> **Materials provided**:
-----

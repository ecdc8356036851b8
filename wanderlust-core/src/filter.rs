//! Catalog filters — pure predicates, linear scan, catalog order preserved.
//!
//! Every filter is an AND of independent checks:
//! - case-insensitive substring search over name-like fields
//! - tag/type membership (empty selection matches everything)
//! - inclusive price range (accommodations only)

use serde::{Deserialize, Serialize};

use crate::domain::{Accommodation, Destination, DestinationId};

/// Upper bound of the price slider.
pub const PRICE_CEILING: u32 = 1000;
/// Price slider step.
pub const PRICE_STEP: u32 = 50;

/// Case-insensitive substring match. An empty needle matches everything.
pub fn contains_ignore_case(haystack: &str, needle: &str) -> bool {
    haystack.to_lowercase().contains(&needle.to_lowercase())
}

/// Toggle an entry in an ordered selection: remove if present, append otherwise.
pub fn toggle_selection(selection: &mut Vec<String>, value: &str) {
    if let Some(pos) = selection.iter().position(|v| v == value) {
        selection.remove(pos);
    } else {
        selection.push(value.to_string());
    }
}

#[derive(Debug, Clone, Default, PartialEq, Eq, Serialize, Deserialize)]
pub struct DestinationFilter {
    pub search: String,
    pub tags: Vec<String>,
}

impl DestinationFilter {
    pub fn matches(&self, destination: &Destination) -> bool {
        let search_match = contains_ignore_case(&destination.name, &self.search)
            || contains_ignore_case(&destination.country, &self.search);
        let tag_match =
            self.tags.is_empty() || destination.tags.iter().any(|t| self.tags.contains(t));
        search_match && tag_match
    }

    pub fn apply<'a>(&self, destinations: &'a [Destination]) -> Vec<&'a Destination> {
        destinations.iter().filter(|d| self.matches(d)).collect()
    }

    pub fn toggle_tag(&mut self, tag: &str) {
        toggle_selection(&mut self.tags, tag);
    }

    pub fn is_active(&self) -> bool {
        !self.search.is_empty() || !self.tags.is_empty()
    }
}

/// Inclusive `[min, max]` nightly price range.
#[derive(Debug, Clone, Copy, PartialEq, Eq, Serialize, Deserialize)]
pub struct PriceRange {
    pub min: u32,
    pub max: u32,
}

impl Default for PriceRange {
    fn default() -> Self {
        Self {
            min: 0,
            max: PRICE_CEILING,
        }
    }
}

impl PriceRange {
    pub fn contains(&self, price: u32) -> bool {
        price >= self.min && price <= self.max
    }

    /// Move the upper bound by `steps` slider steps, clamped to `[min, ceiling]`.
    pub fn nudge_max(&mut self, steps: i32, step: u32, ceiling: u32) {
        let delta = steps.unsigned_abs().saturating_mul(step);
        self.max = if steps >= 0 {
            self.max.saturating_add(delta).min(ceiling)
        } else {
            self.max.saturating_sub(delta).max(self.min)
        };
    }
}

#[derive(Debug, Clone, Default, PartialEq, Eq, Serialize, Deserialize)]
pub struct AccommodationFilter {
    pub search: String,
    /// `None` means all destinations.
    pub destination: Option<DestinationId>,
    pub price: PriceRange,
    pub types: Vec<String>,
}

impl AccommodationFilter {
    pub fn matches(&self, accommodation: &Accommodation) -> bool {
        let search_match = contains_ignore_case(&accommodation.name, &self.search)
            || contains_ignore_case(&accommodation.location, &self.search);
        let destination_match = self
            .destination
            .as_ref()
            .map_or(true, |id| &accommodation.destination_id == id);
        let price_match = self.price.contains(accommodation.price_per_night);
        let type_match = self.types.is_empty() || self.types.contains(&accommodation.kind);
        search_match && destination_match && price_match && type_match
    }

    pub fn apply<'a>(&self, accommodations: &'a [Accommodation]) -> Vec<&'a Accommodation> {
        accommodations.iter().filter(|a| self.matches(a)).collect()
    }

    pub fn toggle_type(&mut self, kind: &str) {
        toggle_selection(&mut self.types, kind);
    }
}

/// Destinations whose name or country contains the query. Used by the trip picker.
pub fn search_destinations<'a>(destinations: &'a [Destination], query: &str) -> Vec<&'a Destination> {
    destinations
        .iter()
        .filter(|d| contains_ignore_case(&d.name, query) || contains_ignore_case(&d.country, query))
        .collect()
}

-----

> **What is needed**: All of the data shown above must be copied exactly.

> **Written solution**:
repository ecdc8356036851b8
filename wanderlust-core/src/filter.rs
//! Catalog filters — pure predicates, linear scan, catalog order preserved.
//!
//! Every filter is an AND of independent checks:
//! - case-insensitive substring search over name-like fields
//! - tag/type membership (empty selection matches everything)
//! - inclusive price range (accommodations only)

use serde::{Deserialize, Serialize};

use crate::domain::{Accommodation, Destination, DestinationId};

/// Upper bound of the price slider.
pub const PRICE_CEILING: u32 = 1000;
/// Price slider step.
pub const PRICE_STEP: u32 = 50;

/// Case-insensitive substring match. An empty needle matches everything.
pub fn contains_ignore_case(haystack: &str, needle: &str) -> bool {
    haystack.to_lowercase().contains(&needle.to_lowercase())
}

/// Toggle an entry in an ordered selection: remove if present, append otherwise.
pub fn toggle_selection(selection: &mut Vec<String>, value: &str) {
    if let Some(pos) = selection.iter().position(|v| v == value) {
        selection.remove(pos);
    } else {
        selection.push(value.to_string());
    }
}

#[derive(Debug, Clone, Default, PartialEq, Eq, Serialize, Deserialize)]
pub struct DestinationFilter {
    pub search: String,
    pub tags: Vec<String>,
}

impl DestinationFilter {
    pub fn matches(&self, destination: &Destination) -> bool {
        let search_match = contains_ignore_case(&destination.name, &self.search)
            || contains_ignore_case(&destination.country, &self.search);
        let tag_match =
            self.tags.is_empty() || destination.tags.iter().any(|t| self.tags.contains(t));
        search_match && tag_match
    }

    pub fn apply<'a>(&self, destinations: &'a [Destination]) -> Vec<&'a Destination> {
        destinations.iter().filter(|d| self.matches(d)).collect()
    }

    pub fn toggle_tag(&mut self, tag: &str) {
        toggle_selection(&mut self.tags, tag);
    }

    pub fn is_active(&self) -> bool {
        !self.search.is_empty() || !self.tags.is_empty()
    }
}

/// Inclusive `[min, max]` nightly price range.
#[derive(Debug, Clone, Copy, PartialEq, Eq, Serialize, Deserialize)]
pub struct PriceRange {
    pub min: u32,
    pub max: u32,
}

impl Default for PriceRange {
    fn default() -> Self {
        Self {
            min: 0,
            max: PRICE_CEILING,
        }
    }
}

impl PriceRange {
    pub fn contains(&self, price: u32) -> bool {
        price >= self.min && price <= self.max
    }

    /// Move the upper bound by `steps` slider steps, clamped to `[min, ceiling]`.
    pub fn nudge_max(&mut self, steps: i32, step: u32, ceiling: u32) {
        let delta = steps.unsigned_abs().saturating_mul(step);
        self.max = if steps >= 0 {
            self.max.saturating_add(delta).min(ceiling)
        } else {
            self.max.saturating_sub(delta).max(self.min)
        };
    }
}

#[derive(Debug, Clone, Default, PartialEq, Eq, Serialize, Deserialize)]
pub struct AccommodationFilter {
    pub search: String,
    /// `None` means all destinations.
    pub destination: Option<DestinationId>,
    pub price: PriceRange,
    pub types: Vec<String>,
}

impl AccommodationFilter {
    pub fn matches(&self, accommodation: &Accommodation) -> bool {
        let search_match = contains_ignore_case(&accommodation.name, &self.search)
            || contains_ignore_case(&accommodation.location, &self.search);
        let destination_match = self
            .destination
            .as_ref()
            .map_or(true, |id| &accommodation.destination_id == id);
        let price_match = self.price.contains(accommodation.price_per_night);
        let type_match = self.types.is_empty() || self.types.contains(&accommodation.kind);
        search_match && destination_match && price_match && type_match
    }

    pub fn apply<'a>(&self, accommodations: &'a [Accommodation]) -> Vec<&'a Accommodation> {
        accommodations.iter().filter(|a| self.matches(a)).collect()
    }

    pub fn toggle_type(&mut self, kind: &str) {
        toggle_selection(&mut self.types, kind);
    }
}

/// Destinations whose name or country contains the query. Used by the trip picker.
pub fn search_destinations<'a>(destinations: &'a [Destination], query: &str) -> Vec<&'a Destination> {
    destinations
        .iter()
        .filter(|d| contains_ignore_case(&d.name, query) || contains_ignore_case(&d.country, query))
        .collect()
}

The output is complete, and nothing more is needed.